1. Против догматизма. Методы науки по Фрэнсису Бэкону
Речь, конечно же, о сочинении лорда Фрэнсиса Бэкона, английского философа, одного из наиболее известных основоположников эмпиризма. «Новый Органон» — это буквальный вызов и манифест одновременно: вот вам новый в сравнении с формальной логикой и схоластикой инструмент. Новым инструментом в данном случае является эксперимент. Эксперимент — это способ преодоления умозрительных заблуждений.

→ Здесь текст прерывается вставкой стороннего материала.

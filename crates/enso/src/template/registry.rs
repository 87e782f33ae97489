//! Parser registry and compile caches.
//!
//! A [`Registry`] owns the ordered list of directive parsers and memoizes
//! everything compiled through it, keyed by source text:
//!
//! | Cache | Key | Value |
//! |-------|-----|-------|
//! | interpolations | text / attribute source | [`Interpolation`] |
//! | expressions | bare guard source | [`Interpolation`] |
//! | handlers | `@event` source | [`Handler`] |
//! | templates | markup | [`Blueprint`] |
//!
//! Compiling the same markup twice returns the same `Rc<Blueprint>`.
//! Registries are independent: custom parser sets never leak into the
//! built-in one.
//!
//! # Example
//!
//! ```rust
//! use enso::Registry;
//!
//! let registry = Registry::new();
//! let first = registry.compile("<p>{{ this.greeting }}</p>").unwrap();
//! let second = registry.compile("<p>{{ this.greeting }}</p>").unwrap();
//! assert!(std::rc::Rc::ptr_eq(&first, &second));
//! assert_eq!(first.definitions().len(), 1);
//! ```

use std::cell::RefCell;
use std::collections::HashMap;
use std::fmt;
use std::rc::Rc;

use enso_markup::{parse, Dom, NodeId};
use tracing::trace;

use super::blueprint::Blueprint;
use super::compiler;
use super::parsers::{
    AttributeParser, ConditionalParser, DirectiveParser, EventParser, ReferenceParser, TextParser,
};
use crate::error::CompileError;
use crate::expr::{Handler, Interpolation};

/// Ordered directive parsers plus compile caches.
pub struct Registry {
    node_parsers: Vec<Rc<dyn DirectiveParser>>,
    attribute_parsers: Vec<Rc<dyn DirectiveParser>>,
    interpolations: RefCell<HashMap<String, Rc<Interpolation>>>,
    expressions: RefCell<HashMap<String, Rc<Interpolation>>>,
    handlers: RefCell<HashMap<String, Rc<Handler>>>,
    templates: RefCell<HashMap<String, Rc<Blueprint>>>,
}

impl Registry {
    /// Creates a registry with the built-in parsers.
    pub fn new() -> Self {
        let mut registry = Self::empty();
        registry.register_node_parser(TextParser);
        registry.register_node_parser(ConditionalParser);
        registry.register_attribute_parser(ReferenceParser);
        registry.register_attribute_parser(EventParser);
        registry.register_attribute_parser(AttributeParser);
        registry
    }

    /// Creates a registry without any parsers.
    pub fn empty() -> Self {
        Self {
            node_parsers: Vec::new(),
            attribute_parsers: Vec::new(),
            interpolations: RefCell::default(),
            expressions: RefCell::default(),
            handlers: RefCell::default(),
            templates: RefCell::default(),
        }
    }

    /// Adds a parser for text nodes and `*` directives. Earlier parsers win.
    pub fn register_node_parser(&mut self, parser: impl DirectiveParser + 'static) -> &mut Self {
        self.node_parsers.push(Rc::new(parser));
        self
    }

    /// Adds a parser offered each element attribute. Earlier parsers win.
    pub fn register_attribute_parser(
        &mut self,
        parser: impl DirectiveParser + 'static,
    ) -> &mut Self {
        self.attribute_parsers.push(Rc::new(parser));
        self
    }

    pub fn node_parsers(&self) -> &[Rc<dyn DirectiveParser>] {
        &self.node_parsers
    }

    pub fn attribute_parsers(&self) -> &[Rc<dyn DirectiveParser>] {
        &self.attribute_parsers
    }

    /// Compiles markup, reusing the blueprint of identical earlier markup.
    pub fn compile(&self, markup: &str) -> Result<Rc<Blueprint>, CompileError> {
        if let Some(blueprint) = self.templates.borrow().get(markup) {
            return Ok(Rc::clone(blueprint));
        }
        let blueprint = self.compile_uncached(markup)?;
        self.templates
            .borrow_mut()
            .insert(markup.to_string(), Rc::clone(&blueprint));
        Ok(blueprint)
    }

    /// Compiles markup without consulting or filling the template cache.
    pub fn compile_uncached(&self, markup: &str) -> Result<Rc<Blueprint>, CompileError> {
        let (dom, root) = parse(markup)?;
        self.compile_fragment(dom, root)
    }

    /// Compiles already-parsed markup rooted at `root`.
    pub fn compile_fragment(&self, dom: Dom, root: NodeId) -> Result<Rc<Blueprint>, CompileError> {
        let blueprint = compiler::compile(self, dom, root)?;
        trace!(definitions = blueprint.definitions().len(), "compiled template");
        Ok(Rc::new(blueprint))
    }

    /// Compiles (or fetches) a `{{ … }}` template.
    pub fn interpolation(&self, source: &str) -> Result<Rc<Interpolation>, CompileError> {
        cached(&self.interpolations, source, Interpolation::compile)
    }

    /// Compiles (or fetches) a bare expression.
    pub fn expression(&self, source: &str) -> Result<Rc<Interpolation>, CompileError> {
        cached(&self.expressions, source, Interpolation::expression)
    }

    /// Compiles (or fetches) an event handler.
    pub fn handler(&self, source: &str) -> Result<Rc<Handler>, CompileError> {
        cached(&self.handlers, source, Handler::compile)
    }

    /// Number of distinct templates compiled through [`compile`](Self::compile).
    pub fn cached_templates(&self) -> usize {
        self.templates.borrow().len()
    }
}

fn cached<T>(
    cache: &RefCell<HashMap<String, Rc<T>>>,
    source: &str,
    compile: impl FnOnce(&str) -> Result<T, CompileError>,
) -> Result<Rc<T>, CompileError> {
    if let Some(hit) = cache.borrow().get(source) {
        return Ok(Rc::clone(hit));
    }
    let compiled = Rc::new(compile(source)?);
    cache
        .borrow_mut()
        .insert(source.to_string(), Rc::clone(&compiled));
    Ok(compiled)
}

impl Default for Registry {
    fn default() -> Self {
        Self::new()
    }
}

impl fmt::Debug for Registry {
    fn fmt(&self, f: &mut fmt::Formatter<'_>) -> fmt::Result {
        let names =
            |parsers: &[Rc<dyn DirectiveParser>]| parsers.iter().map(|p| p.name().to_string()).collect::<Vec<_>>();
        f.debug_struct("Registry")
            .field("node_parsers", &names(&self.node_parsers))
            .field("attribute_parsers", &names(&self.attribute_parsers))
            .field("cached_templates", &self.cached_templates())
            .finish()
    }
}

#[cfg(test)]
mod tests {
    use super::*;
    use crate::runtime::ProcessContext;
    use crate::template::{CompileContext, NodeDefinition};
    use enso_markup::Attribute;

    #[test]
    fn test_builtin_parser_order() {
        let registry = Registry::new();
        let nodes: Vec<_> = registry.node_parsers().iter().map(|p| p.name()).collect();
        let attrs: Vec<_> = registry.attribute_parsers().iter().map(|p| p.name()).collect();
        assert_eq!(nodes, vec!["text", "if"]);
        assert_eq!(attrs, vec!["reference", "event", "attribute"]);
    }

    #[test]
    fn test_interpolations_cached_by_source() {
        let registry = Registry::new();
        let a = registry.interpolation("{{ this.x }}").unwrap();
        let b = registry.interpolation("{{ this.x }}").unwrap();
        assert!(Rc::ptr_eq(&a, &b));
    }

    #[test]
    fn test_errors_not_cached() {
        let registry = Registry::new();
        assert!(registry.handler("nope(1)").is_err());
        assert!(registry.handler("nope(1)").is_err());
        assert_eq!(registry.handlers.borrow().len(), 0);
    }

    #[test]
    fn test_empty_registry_claims_nothing() {
        let registry = Registry::empty();
        let blueprint = registry.compile("<p #r @click=\"go\">{{ this.a }}</p>").unwrap();
        assert!(blueprint.definitions().is_empty());
    }

    #[test]
    fn test_empty_registry_rejects_directives() {
        let registry = Registry::empty();
        assert!(registry.compile("<p *if=\"x\"></p>").is_err());
    }

    struct Upper;

    impl DirectiveParser for Upper {
        fn name(&self) -> &str {
            "upper"
        }

        fn matches(&self, _dom: &Dom, _node: NodeId, attribute: Option<&Attribute>) -> bool {
            attribute.is_some_and(|attr| attr.name == "upper")
        }

        fn preprocess(
            &self,
            cx: &mut CompileContext<'_>,
            _def: &mut NodeDefinition,
            node: NodeId,
            _attribute: Option<&Attribute>,
        ) -> Result<bool, CompileError> {
            cx.dom_mut().remove_attribute(node, "upper");
            Ok(true)
        }

        fn process(&self, _def: &NodeDefinition, cx: &mut ProcessContext<'_>, node: NodeId) {
            let text = cx.dom().text_content(node).to_uppercase();
            cx.dom_mut().set_text_content(node, text);
        }
    }

    #[test]
    fn test_custom_attribute_parser() {
        let mut registry = Registry::new();
        registry.register_attribute_parser(Upper);
        let blueprint = registry.compile("<p upper>shout</p>").unwrap();
        assert_eq!(blueprint.definitions().len(), 1);
        assert_eq!(blueprint.definitions()[0].parsers[0].name(), "upper");
        assert_eq!(blueprint.to_html(), "<p>shout</p>");
    }
}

«Наш же способ столь же легок в высказывании, сколь труден в деле. Ибо он состоит в том, что мы устанавливаем степени достоверности, рассматривая чувство в его собственных пределах и по большей части отбрасывая ту работу ума, которая следует за чувством, а затем открываем и прокладываем разуму новый и достоверный путь от самых восприятий чувств. Без сомнения, это понимали и те, кто такое же значение придавал диалектике. Отсюда ясно, почему они искали помощи разуму, относясь с подозрением к прирожденному и самопроизвольному движению ума. Но слишком поздно прилагать это средство, когда дело уже загублено: после того как ум уже пленен привязанностями повседневной жизни, ложными слухами и учениями, когда он осажден пустейшими идолами»[44].
Бэкон противопоставляет классическую философию, которая не приносит практической пользы, и полезное естествознание. Разум без опыта Бэкон сравнивает с рукой, не вооруженной инструментом, а античные рассуждения называет не обремененным требованиями достоверности полетом воображения. Второе название книги, «Великое восстановление наук», объясняется тем, что Бэкон понимает науки отличным от современного образом, как все множество интеллектуальных занятий, включая философию и алхимию. Именно поэтому он и говорит о кризисе наук в целом: они получают слишком мало нового знания и приносят слишком мало практической пользы.
Помните, Аристотель мог соблюдать изложенные им формальные правила построения рассуждений, но если его первоначальные предпосылки никуда не годились, то не были годными и дедуктивные выводы. Именно поэтому Фрэнсис Бэкон противопоставил силлогизм и научную индукцию:
«Силлогизмы состоят из предложений, предложения из слов, а слова суть знаки понятий. Поэтому если сами понятия, составляя основу всего, спутаны и необдуманно отвлечены от вещей, то нет ничего прочного в том, что построено на них. Поэтому единственная надежда — в истинной индукции»[45].
Индукция — это то, что обычно называют переходом от частного к общему, и в этом она противоположна дедукции, то есть получению выводов на основании силлогизмов, от общего к частному. Проще говоря, речь о получении общего знания на основании обобщения единичных данных. Индукция — это метод естественной науки (по крайней мере, так казалось людям до Поппера). То, что у индукции нет строгих правил, и обобщения фактов недостаточно для обоснования теории, — отдельная проблема, которая станет актуальной лишь в XX веке.